Why LMP Automotive’s dealership acquisition target is running out of steam

LMP “has not incurred any material termination penalties as a result of this termination”, it’s written in the file. This The purchase agreement included a $250,000 earnest money deposit, according to an August regulatory filing, and it was unclear as of last week who received that money. J. Chantz Scott, CEO of Chantz Scott Auto Group, did not respond to requests for comment.

In a regulatory filing on Friday, LMP said its $29 million agreement to buy property in Elmsford, NY, to relocate and expand one of its dealerships in New York was terminated. LMP, in the filing, said the termination of the agreement did not include any “material termination penalty.”

Whether LMP will lose earnest money deposits in other transactions that are removed – with at least one seven-figure deposit – is murky, as it depends on the specific contingencies of each agreement and whether or not of a default, according to dealer attorney Leonard Bellavia, a partner at the Bellavia Blatt law firm in Mineola, NY

Tawfik and LMP chief operating officer Richard Aldahan did not respond to requests for comment, nor did the company’s lead independent director.

Of the pending deals, the largest in terms of roofs included the purchase of an 85% stake in 10 new vehicle dealerships, a used car center and a fleet operations outlet. Alan Jay Automotive Network in Florida. LMP was going to pay $50 million for dealer goodwill and about $44.1 million for real estate.

Seller Alan Wildstein declined to comment, as did Ryan Kerrigan, the seller’s broker and managing director of sales firm Kerrigan Advisors in Irvine, California.

Another of his pending deals was the planned $9 million+ purchase of Kia of East Hartford, Connecticut from Joseph Klimas Jr. and K&W Enterprises.

Broker Gordon Wisbach Jr., president of GW Marketing Services in Newton Center, Mass., said Automotive News that his client wants to retire. The deal was originally announced in July and the parties extended the closing date by a few months and agreed to a higher purchase price, Wisbach said. Wisbach declined to disclose that amount.

“It’s a shame because Sam really wants to do this,” Wisbach said. “We enjoyed working with him to buy the store. It’s disappointing that he couldn’t get the financing.”

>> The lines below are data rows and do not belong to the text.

//! Per-unit task registry and dispatcher

use std::fmt;
use std::sync::atomic::{AtomicBool, AtomicU64, Ordering};
use std::sync::{Arc, OnceLock};
use std::thread::{self, ThreadId};
use std::time::{Duration, Instant};

use hashbrown::HashMap;
use parking_lot::{Condvar, Mutex};
use tracing::{error, trace};

use crate::error::{SchedulerError, SchedulerResult, TaskResult};
use crate::priority::TaskPriority;
use crate::queue::TaskQueue;
use crate::task::{Owner, PulseOutcome, Runnable, Task, TaskContext, TaskId, TaskOptions, runnable};
use crate::worker::{Worker, WorkerInfo};

/// Call-time step applied to deferred tasks when no pulse period is known
pub const DEFAULT_DEFER_STEP: u64 = 50;

/// Shared overload flag; deferrable tasks are postponed while it is set
#[derive(Debug, Clone, Default)]
pub struct LoadSignal(Arc<AtomicBool>);

impl LoadSignal {
    pub fn set(&self, overloaded: bool) {
        self.0.store(overloaded, Ordering::Release);
    }

    #[must_use]
    pub fn is_overloaded(&self) -> bool {
        self.0.load(Ordering::Acquire)
    }
}

#[derive(Default)]
struct Registry {
    queue: TaskQueue,
    /// Every task scheduled and not yet finished, queued or executing
    active: HashMap<TaskId, Arc<Task>>,
}

struct Inner {
    name: String,
    allows_async: bool,
    defer_step: u64,
    load: LoadSignal,
    alive: AtomicBool,
    up_time: AtomicU64,
    registry: Mutex<Registry>,
    workers: Mutex<HashMap<TaskId, Worker>>,
    workers_idle: Condvar,
    thread: OnceLock<ThreadId>,
}

impl Inner {
    fn run(&self, task: &Arc<Task>, now: u64, overloaded: bool) {
        match task.pulse(now, overloaded, self.defer_step) {
            PulseOutcome::Failed(failure) => error!(
                manager = %self.name,
                task = %task.id(),
                owner = %task.owner(),
                error = %failure,
                "task execution failed"
            ),
            PulseOutcome::Deferred => trace!(
                manager = %self.name,
                task = %task.id(),
                priority = %task.options().priority,
                "task deferred under load"
            ),
            PulseOutcome::Busy => {
                task.advance_call_time(0, now);
            }
            PulseOutcome::Completed | PulseOutcome::NotAlive => {}
        }
    }

    /// Re-queue a task after execution, or forget it if it died
    fn repeat_schedule(&self, task: &Arc<Task>) {
        let mut registry = self.registry.lock();
        let requeued = self.alive.load(Ordering::Acquire) && registry.queue.push(Arc::clone(task));
        if !requeued {
            registry.active.remove(&task.id());
        }
    }

    fn spawn_worker(inner: &Arc<Self>, task: Arc<Task>) -> SchedulerResult<()> {
        let name = format!("{}-worker-{}", inner.name, task.id().raw());
        let mut workers = inner.workers.lock();
        let handle = {
            let inner = Arc::clone(inner);
            let task = Arc::clone(&task);
            thread::Builder::new()
                .name(name.clone())
                .spawn(move || inner.run_worker(&task))
        }
        .map_err(|source| SchedulerError::Spawn { name, source })?;
        workers.insert(task.id(), Worker::new(task, handle.thread().clone()));
        Ok(())
    }

    fn run_worker(&self, task: &Arc<Task>) {
        let now = self.up_time.load(Ordering::Acquire);
        self.run(task, now, self.load.is_overloaded());
        self.repeat_schedule(task);

        let mut workers = self.workers.lock();
        workers.remove(&task.id());
        if workers.is_empty() {
            self.workers_idle.notify_all();
        }
    }
}
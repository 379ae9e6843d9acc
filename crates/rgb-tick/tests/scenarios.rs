//! End-to-end scenarios for task managers, spatial tasks and the snapshot lock

use std::sync::atomic::{AtomicUsize, Ordering};
use std::sync::{Arc, Barrier};
use std::thread;
use std::time::{Duration, Instant};

use parking_lot::Mutex;
use rgb_tick::prelude::*;
use rgb_tick::{
    ParallelTaskCoordinator, QueueState, SchedulerError, SnapshotLock, TaskManager, UnitExecutor,
};

// ============================================================================
// Test Units
// ============================================================================

struct Region {
    name: String,
}

impl Region {
    fn executor(name: &str) -> Arc<UnitExecutor> {
        UnitExecutor::new(Self {
            name: name.to_string(),
        })
    }
}

impl UnitManager for Region {
    fn name(&self) -> &str {
        &self.name
    }

    fn start_tick_run(&mut self, _ctx: &TickContext) -> TaskResult {
        Ok(())
    }
}

fn test_config() -> SchedulerConfig {
    SchedulerConfig {
        pulse_ms: 50,
        stage_join_timeout_ms: 500,
        shutdown_wait_ms: 200,
        ..SchedulerConfig::default()
    }
}

// ============================================================================
// TaskManager
// ============================================================================

#[test]
fn test_repeating_sync_task_runs_once_per_heartbeat() {
    let manager = TaskManager::new("main", false);
    let runs = Arc::new(AtomicUsize::new(0));
    let seen = Arc::clone(&runs);
    manager
        .schedule_sync_repeating(&Owner::from("ticker"), 0, 1, TaskPriority::Normal, move |_| {
            seen.fetch_add(1, Ordering::SeqCst);
            Ok(())
        })
        .expect("schedule");

    for _ in 0..5 {
        manager.heartbeat(1);
    }
    assert_eq!(runs.load(Ordering::SeqCst), 5);
}

#[test]
fn test_failing_async_task_leaves_nothing_behind() {
    let manager = TaskManager::new("main", true);
    let id = manager
        .schedule_async(&Owner::from("flaky"), |_| Err("disk on fire".into()))
        .expect("schedule");

    assert!(manager.wait_for_async_tasks(Duration::from_secs(5)));
    assert!(manager.active_workers().is_empty());
    assert!(manager.pending_tasks().iter().all(|task| task.id() != id));
    assert!(!manager.is_queued(id));
}

#[test]
fn test_reschedule_never_moves_backwards() {
    let manager = TaskManager::new("main", false);
    let id = manager
        .schedule_sync_repeating(&Owner::from("ticker"), 0, 7, TaskPriority::Normal, |_| Ok(()))
        .expect("schedule");
    let task = manager.task(id).expect("registered");

    let mut previous = task.next_call_time();
    for delta in [1, 7, 3, 250, 1, 40] {
        manager.heartbeat(delta);
        let next = task.next_call_time();
        let now = manager.up_time();
        if next != previous {
            assert!(next >= previous + 7, "{next} < {previous} + 7");
            assert!(next > now, "{next} <= {now}");
        }
        assert!(next >= previous);
        previous = next;
    }
}

#[test]
fn test_cancelled_task_never_revives() {
    let manager = TaskManager::new("main", false);
    let id = manager
        .schedule_sync_repeating(&Owner::from("ticker"), 0, 1, TaskPriority::Normal, |_| Ok(()))
        .expect("schedule");
    let task = manager.task(id).expect("registered");

    manager.heartbeat(1);
    assert!(manager.cancel(id));
    for _ in 0..3 {
        manager.heartbeat(1);
        assert_eq!(task.state(), QueueState::Dead);
    }
    assert!(manager.pending_tasks().is_empty());
}

// ============================================================================
// Spatial Tasks
// ============================================================================

#[test]
fn test_spatial_task_registered_before_units() {
    let scheduler = GlobalScheduler::new(test_config()).expect("config");
    let id = scheduler
        .schedule_parallel(&Owner::from("spatial"), TaskOptions::sync().period(50), |_, _| {
            runnable(|_| Ok(()))
        })
        .expect("schedule");

    scheduler.tick(50).expect("empty tick");
    assert_eq!(scheduler.parallel().active_children(id), 0);

    let units: Vec<_> = (0..3)
        .map(|i| {
            scheduler
                .add_unit(Region {
                    name: format!("region-{i}"),
                })
                .expect("add unit")
        })
        .collect();
    scheduler.tick(50).expect("tick");

    assert_eq!(scheduler.parallel().active_children(id), 3);
    let mut owners = scheduler.parallel().child_units(id);
    owners.dedup();
    assert_eq!(owners.len(), 3);
    for unit in &units {
        assert_eq!(unit.task_manager().active_task_count(), 1);
    }
    scheduler.shutdown();
}

#[test]
fn test_spatial_cancel_and_prune() {
    let coordinator = ParallelTaskCoordinator::new(1000);
    let u1 = Region::executor("u1");
    let u2 = Region::executor("u2");
    let options = TaskOptions::sync().period(1);

    let first = coordinator
        .schedule(&Owner::from("spatial"), options, |_, _| runnable(|_| Ok(())))
        .expect("schedule");
    coordinator.heartbeat(&[Arc::clone(&u1), Arc::clone(&u2)]);
    assert_eq!(coordinator.active_children(first), 2);

    assert!(coordinator.cancel(first));
    assert_eq!(coordinator.active_children(first), 0);
    assert_eq!(u1.task_manager().active_task_count(), 0);
    assert_eq!(u2.task_manager().active_task_count(), 0);

    let second = coordinator
        .schedule(&Owner::from("spatial"), options, |_, _| runnable(|_| Ok(())))
        .expect("schedule");
    coordinator.heartbeat(&[Arc::clone(&u1), Arc::clone(&u2)]);
    let u2_id = u2.id();
    drop(u1);

    assert_eq!(coordinator.prune(), 1);
    assert_eq!(coordinator.child_units(second), vec![u2_id]);
    assert_eq!(coordinator.active_children(second), 1);
}

#[test]
fn test_removed_unit_loses_children() {
    let scheduler = GlobalScheduler::new(test_config()).expect("config");
    let keep = scheduler
        .add_unit(Region {
            name: "keep".into(),
        })
        .expect("add");
    let gone = scheduler
        .add_unit(Region {
            name: "gone".into(),
        })
        .expect("add");
    let id = scheduler
        .schedule_parallel(&Owner::from("spatial"), TaskOptions::sync().period(50), |_, _| {
            runnable(|_| Ok(()))
        })
        .expect("schedule");
    scheduler.tick(50).expect("tick");
    assert_eq!(scheduler.parallel().active_children(id), 2);

    scheduler.remove_unit(gone.id());
    scheduler.tick(50).expect("tick");
    assert_eq!(scheduler.parallel().child_units(id), vec![keep.id()]);
    assert!(gone.pulse_join(Instant::now() + Duration::from_secs(5)));
    assert_eq!(gone.state(), rgb_tick::ExecutorState::Halted);
    scheduler.shutdown();
}

// ============================================================================
// Snapshot Lock
// ============================================================================

/// Two threads race for the write lock; returns (acquired, acquired_at, released_at)
fn race(timeout: Duration, hold: Duration) -> Vec<(bool, Instant, Option<Instant>)> {
    let lock = Arc::new(SnapshotLock::new());
    let barrier = Arc::new(Barrier::new(2));
    let handles: Vec<_> = (0..2)
        .map(|_| {
            let lock = Arc::clone(&lock);
            let barrier = Arc::clone(&barrier);
            thread::spawn(move || {
                barrier.wait();
                let acquired = lock.write_lock(timeout);
                let at = Instant::now();
                let released = acquired.then(|| {
                    thread::sleep(hold);
                    let released = Instant::now();
                    lock.write_unlock();
                    released
                });
                (acquired, at, released)
            })
        })
        .collect();
    handles.into_iter().map(|h| h.join().expect("thread")).collect()
}

#[test]
fn test_write_lock_exclusive_with_short_timeout() {
    let results = race(Duration::from_millis(20), Duration::from_millis(200));
    let winners = results.iter().filter(|(acquired, _, _)| *acquired).count();
    assert_eq!(winners, 1);
}

#[test]
fn test_write_lock_second_waits_for_release() {
    let results = race(Duration::from_secs(5), Duration::from_millis(50));
    assert!(results.iter().all(|(acquired, _, _)| *acquired));

    let mut results = results;
    results.sort_by_key(|(_, at, _)| *at);
    let first_released = results[0].2.expect("first holder released");
    assert!(results[1].1 >= first_released);
}

#[test]
fn test_readers_wait_for_snapshot() {
    let scheduler = Arc::new(GlobalScheduler::new(test_config()).expect("config"));
    assert!(scheduler.snapshot_lock().write_lock(Duration::from_millis(10)));

    let reader = {
        let scheduler = Arc::clone(&scheduler);
        thread::spawn(move || {
            let started = Instant::now();
            assert!(scheduler.safe_run(&Owner::from("reader"), || Ok(())));
            started.elapsed()
        })
    };
    thread::sleep(Duration::from_millis(50));
    scheduler.snapshot_lock().write_unlock();
    let waited = reader.join().expect("reader");
    assert!(waited >= Duration::from_millis(40));
}

#[test]
fn test_async_rejected_on_unit_manager() {
    let unit = Region::executor("region");
    let err = unit
        .task_manager()
        .schedule_async(&Owner::from("x"), |_| Ok(()))
        .unwrap_err();
    assert!(matches!(err, SchedulerError::AsyncNotSupported(_)));
}

#[test]
fn test_worker_interrupt_on_cancel_owner() {
    let scheduler = GlobalScheduler::new(test_config()).expect("config");
    let owner = Owner::from("plugin");
    let finished = Arc::new(Mutex::new(false));
    let started = Arc::new(Barrier::new(2));
    let (flag, entered) = (Arc::clone(&finished), Arc::clone(&started));
    scheduler
        .schedule_async(&owner, move |ctx| {
            entered.wait();
            while !ctx.is_cancelled() {
                thread::park_timeout(Duration::from_millis(5));
            }
            *flag.lock() = true;
            Ok(())
        })
        .expect("schedule");

    // cancel only once the body is running, so it has to observe the interrupt
    started.wait();
    assert_eq!(scheduler.active_workers().len(), 1);
    assert_eq!(scheduler.cancel_tasks(&owner), 1);
    assert!(scheduler.task_manager().wait_for_async_tasks(Duration::from_secs(5)));
    assert!(*finished.lock());
}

Wisbach thinks he can find another buyer. And another broker thinks other sellers with canceled LMP offers will be too.

“It’s still one of the busiest times in M&A history,” said Dave Cantin, CEO of Dave Cantin Group, whose firm DCG Acquisitions represented a seller in a deal with LMP that n did not succeed. “With recent historic earnings, all sellers involved in one of LMP’s transactions will hopefully find a suitable new buyer who has the ability to execute a successful close.”

End of December, Tawfik said in a press release that LMP had “engaged Bank of America” ​​to help refinance its debt, and this month said in another statement that LMP was working with “potential lenders to provide the necessary debt financing” for acquire the dealers.

In his Press release this week, LMP said its board believes its stock price is undervalued; Tawfik owns about 35% of LMP shares, according to the company’s December proxy statement.

LMP shares fell 26% from the Tuesday February 15 close before the news at $4.95 on Thursday February 17; a year earlier, shares were trading above $20.

“Some of the big public companies are making very large acquisitions, and that tends to sway investors, but in this case, [LMP] never really had the capital base to be as aggressive as them,” said Sheldon Sandler, CEO of Bel Air Partners, a buy-sell advisory firm in Hopewell, NJ, which wrote on LMP but is not involved in any transaction with the company.

Sandler said if LMP were to sell its existing dealerships, he would expect it could get a good price for them given the overall strength of the buy-sell market.

LMP itself could likely have several suitors, and not just the country’s big six publicly traded dealer groups, said David Whiston, an analyst at Morningstar in Chicago who covers public auto retailers but not LMP. Whiston said auto retail consolidation has created dealer buyers in large and medium-sized private groups.

At the end of September, LMP had $29.7 million in cash, of which approximately $10.9 million was restricted cash.

In the first three quarters of 2021, LMP generated net income of $1.1 million. The company expects to release its fourth quarter results on March 31.

In October, LMP purchased an aircraft, spending around $5.6 million, according to a regulatory file. He signed a five-year, $3.2 million note for the plane, and monthly payments of $32,435 were to begin in December, guaranteed by Tawfik. To help pay for the plane, LMP received $2 million via a line of credit from ST RXR Investments, a related company owned by Tawfik. This line of credit was scheduled to mature on Nov. 21, 2021, and required payment either on that date or on demand, depending on the filing.

It is not clear from the regulatory filing why LMP purchased the aircraft.

“No investor, no lender, is going to look at this plane and think it’s good corporate governance,” said UM professor Gordon. “It’s a bad signal. It’s not #1 – it’s not #10 – good use of money for this company.”